--- About this task ---
Among the entries below, find the lines that hold the word "Ordering" and report them.

--- Task data ---
———
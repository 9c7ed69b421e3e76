//! Entry operations on a single named store.
//!
//! Provides exact-match lookup, put (upsert), and fetch-then-put (`add`).

use super::connection::CacheDb;
use super::hash::compute_cache_key;
use crate::http::{Fetch, Request, Response, ResponseType};
use crate::Error;
use tokio_rusqlite::params;
use tokio_rusqlite::rusqlite;

/// Handle to one named store.
///
/// Cheap to clone; all handles share the same database connection.
#[derive(Clone, Debug)]
pub struct CacheStore {
    db: CacheDb,
    name: String,
}

/// Row shape as read back from the entries table.
struct EntryRow {
    status: i64,
    status_text: String,
    response_type: String,
    response_url: String,
    headers_json: String,
    body: Vec<u8>,
}

impl EntryRow {
    fn into_response(self) -> Result<Response, Error> {
        let headers: Vec<(String, String)> =
            serde_json::from_str(&self.headers_json).map_err(|e| Error::CorruptEntry(e.to_string()))?;
        let status = u16::try_from(self.status).map_err(|e| Error::CorruptEntry(e.to_string()))?;
        let response_type: ResponseType = self.response_type.parse()?;

        Ok(Response::new(status, self.body)
            .with_status_text(self.status_text)
            .with_headers(headers)
            .with_type(response_type)
            .with_url(self.response_url))
    }
}

impl CacheStore {
    pub(crate) fn new(db: CacheDb, name: &str) -> Self {
        Self { db, name: name.to_string() }
    }

    /// Look up a request by exact method + URL match.
    ///
    /// Returns None if there is no entry for the request.
    pub async fn match_request(&self, request: &Request) -> Result<Option<Response>, Error> {
        let store = self.name.clone();
        let key = compute_cache_key(&request.method, &request.url);
        let row = self
            .db
            .conn
            .call(move |conn| -> Result<Option<EntryRow>, Error> {
                let mut stmt = conn.prepare(
                    "SELECT status, status_text, response_type, response_url, headers_json, body
                     FROM entries WHERE store_name = ?1 AND key_hash = ?2",
                )?;

                let result = stmt.query_row(params![store, key], |row| {
                    Ok(EntryRow {
                        status: row.get(0)?,
                        status_text: row.get(1)?,
                        response_type: row.get(2)?,
                        response_url: row.get(3)?,
                        headers_json: row.get(4)?,
                        body: row.get(5)?,
                    })
                });

                match result {
                    Ok(row) => Ok(Some(row)),
                    Err(rusqlite::Error::QueryReturnedNoRows) => Ok(None),
                    Err(e) => Err(e.into()),
                }
            })
            .await
            .map_err(Error::from)?;

        row.map(EntryRow::into_response).transpose()
    }

    /// Write a response for a request, replacing any existing entry.
    ///
    /// Consumes the response body. Pass a [`Response::try_clone`] duplicate
    /// when the original still has to be returned to a caller.
    pub async fn put(&self, request: &Request, mut response: Response) -> Result<(), Error> {
        let body = response.bytes()?.to_vec();
        let headers_json =
            serde_json::to_string(&response.headers).map_err(|e| Error::InvalidInput(e.to_string()))?;
        let store = self.name.clone();
        let key = compute_cache_key(&request.method, &request.url);
        let method = request.method.clone();
        let url = request.url.to_string();
        let stored_at = chrono::Utc::now().to_rfc3339();

        self.db
            .conn
            .call(move |conn| -> Result<(), Error> {
                conn.execute(
                    "INSERT INTO entries (
                        store_name, key_hash, method, url, status, status_text,
                        response_type, response_url, headers_json, body, stored_at
                    ) VALUES (?1, ?2, ?3, ?4, ?5, ?6, ?7, ?8, ?9, ?10, ?11)
                    ON CONFLICT(store_name, key_hash) DO UPDATE SET
                        method = excluded.method,
                        url = excluded.url,
                        status = excluded.status,
                        status_text = excluded.status_text,
                        response_type = excluded.response_type,
                        response_url = excluded.response_url,
                        headers_json = excluded.headers_json,
                        body = excluded.body,
                        stored_at = excluded.stored_at",
                    params![
                        store,
                        key,
                        method,
                        url,
                        response.status as i64,
                        response.status_text,
                        response.response_type.as_str(),
                        response.url,
                        headers_json,
                        body,
                        stored_at,
                    ],
                )?;
                Ok(())
            })
            .await
            .map_err(Error::from)
    }

    /// Fetch a request from the network and store the result.
    ///
    /// Rejects without writing if the fetch fails or the response is not OK.
    pub async fn add<F>(&self, request: &Request, fetcher: &F) -> Result<(), Error>
    where
        F: Fetch + ?Sized,
    {
        let response = fetcher.fetch(request).await?;
        if !response.ok() {
            return Err(Error::HttpError(format!("{} responded with status {}", request.url, response.status)));
        }
        self.put(request, response).await
    }

    /// Number of entries in this store.
    #[cfg(test)]
    pub(crate) async fn len(&self) -> Result<u64, Error> {
        let store = self.name.clone();
        self.db
            .conn
            .call(move |conn| -> Result<u64, Error> {
                let count: i64 =
                    conn.query_row("SELECT COUNT(*) FROM entries WHERE store_name = ?1", params![store], |row| {
                        row.get(0)
                    })?;
                Ok(count as u64)
            })
            .await
            .map_err(Error::from)
    }
}

#[cfg(test)]
mod tests {
    use super::*;
    use async_trait::async_trait;
    use std::sync::atomic::{AtomicUsize, Ordering};
    use url::Url;

    fn request(path: &str) -> Request {
        Request::get(Url::parse("https://app.test").unwrap().join(path).unwrap())
    }

    struct FixedStatus {
        status: u16,
        calls: AtomicUsize,
    }

    #[async_trait]
    impl Fetch for FixedStatus {
        async fn fetch(&self, request: &Request) -> Result<Response, Error> {
            self.calls.fetch_add(1, Ordering::SeqCst);
            Ok(Response::new(self.status, format!("body of {}", request.url.path())))
        }
    }

    #[tokio::test]
    async fn test_put_and_match() {
        let db = CacheDb::open_in_memory().await.unwrap();
        let store = db.open_store("v1").await.unwrap();
        let response = Response::new(200, "<html></html>")
            .with_status_text("OK")
            .with_header("Content-Type", "text/html")
            .with_url("https://app.test/index.html");

        store.put(&request("/index.html"), response).await.unwrap();

        let mut hit = store.match_request(&request("/index.html")).await.unwrap().unwrap();
        assert_eq!(hit.status, 200);
        assert_eq!(hit.status_text, "OK");
        assert_eq!(hit.header("content-type"), Some("text/html"));
        assert_eq!(hit.response_type, ResponseType::Basic);
        assert_eq!(hit.url, "https://app.test/index.html");
        assert_eq!(hit.text().unwrap(), "<html></html>");
    }

    #[tokio::test]
    async fn test_match_missing() {
        let db = CacheDb::open_in_memory().await.unwrap();
        let store = db.open_store("v1").await.unwrap();
        assert!(store.match_request(&request("/missing")).await.unwrap().is_none());
    }

    #[tokio::test]
    async fn test_match_is_method_exact() {
        let db = CacheDb::open_in_memory().await.unwrap();
        let store = db.open_store("v1").await.unwrap();
        store.put(&request("/api"), Response::new(200, "x")).await.unwrap();

        let post = Request::new("POST", request("/api").url);
        assert!(store.match_request(&post).await.unwrap().is_none());
    }

    #[tokio::test]
    async fn test_stores_are_isolated() {
        let db = CacheDb::open_in_memory().await.unwrap();
        let v1 = db.open_store("v1").await.unwrap();
        let v2 = db.open_store("v2").await.unwrap();
        v1.put(&request("/"), Response::new(200, "v1")).await.unwrap();

        assert!(v2.match_request(&request("/")).await.unwrap().is_none());
    }

    #[tokio::test]
    async fn test_put_replaces_existing_key() {
        let db = CacheDb::open_in_memory().await.unwrap();
        let store = db.open_store("v1").await.unwrap();
        store.put(&request("/app.js"), Response::new(200, "old")).await.unwrap();
        store.put(&request("/app.js"), Response::new(200, "new")).await.unwrap();

        assert_eq!(store.len().await.unwrap(), 1);
        let mut hit = store.match_request(&request("/app.js")).await.unwrap().unwrap();
        assert_eq!(hit.text().unwrap(), "new");
    }

    #[tokio::test]
    async fn test_put_consumed_body_fails() {
        let db = CacheDb::open_in_memory().await.unwrap();
        let store = db.open_store("v1").await.unwrap();
        let mut response = Response::new(200, "gone");
        response.bytes().unwrap();

        let result = store.put(&request("/x"), response).await;
        assert!(matches!(result, Err(Error::BodyUsed)));
        assert_eq!(store.len().await.unwrap(), 0);
    }

    #[tokio::test]
    async fn test_add_stores_ok_response() {
        let db = CacheDb::open_in_memory().await.unwrap();
        let store = db.open_store("v1").await.unwrap();
        let fetcher = FixedStatus { status: 200, calls: AtomicUsize::new(0) };

        store.add(&request("/index.html"), &fetcher).await.unwrap();

        assert_eq!(fetcher.calls.load(Ordering::SeqCst), 1);
        assert!(store.match_request(&request("/index.html")).await.unwrap().is_some());
    }

    #[tokio::test]
    async fn test_add_rejects_non_ok() {
        let db = CacheDb::open_in_memory().await.unwrap();
        let store = db.open_store("v1").await.unwrap();
        let fetcher = FixedStatus { status: 404, calls: AtomicUsize::new(0) };

        let result = store.add(&request("/missing.html"), &fetcher).await;
        assert!(matches!(result, Err(Error::HttpError(_))));
        assert_eq!(store.len().await.unwrap(), 0);
    }
}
———
--- Task result ---
    use std::sync::atomic::{AtomicUsize, Ordering};
            self.calls.fetch_add(1, Ordering::SeqCst);
        assert_eq!(fetcher.calls.load(Ordering::SeqCst), 1);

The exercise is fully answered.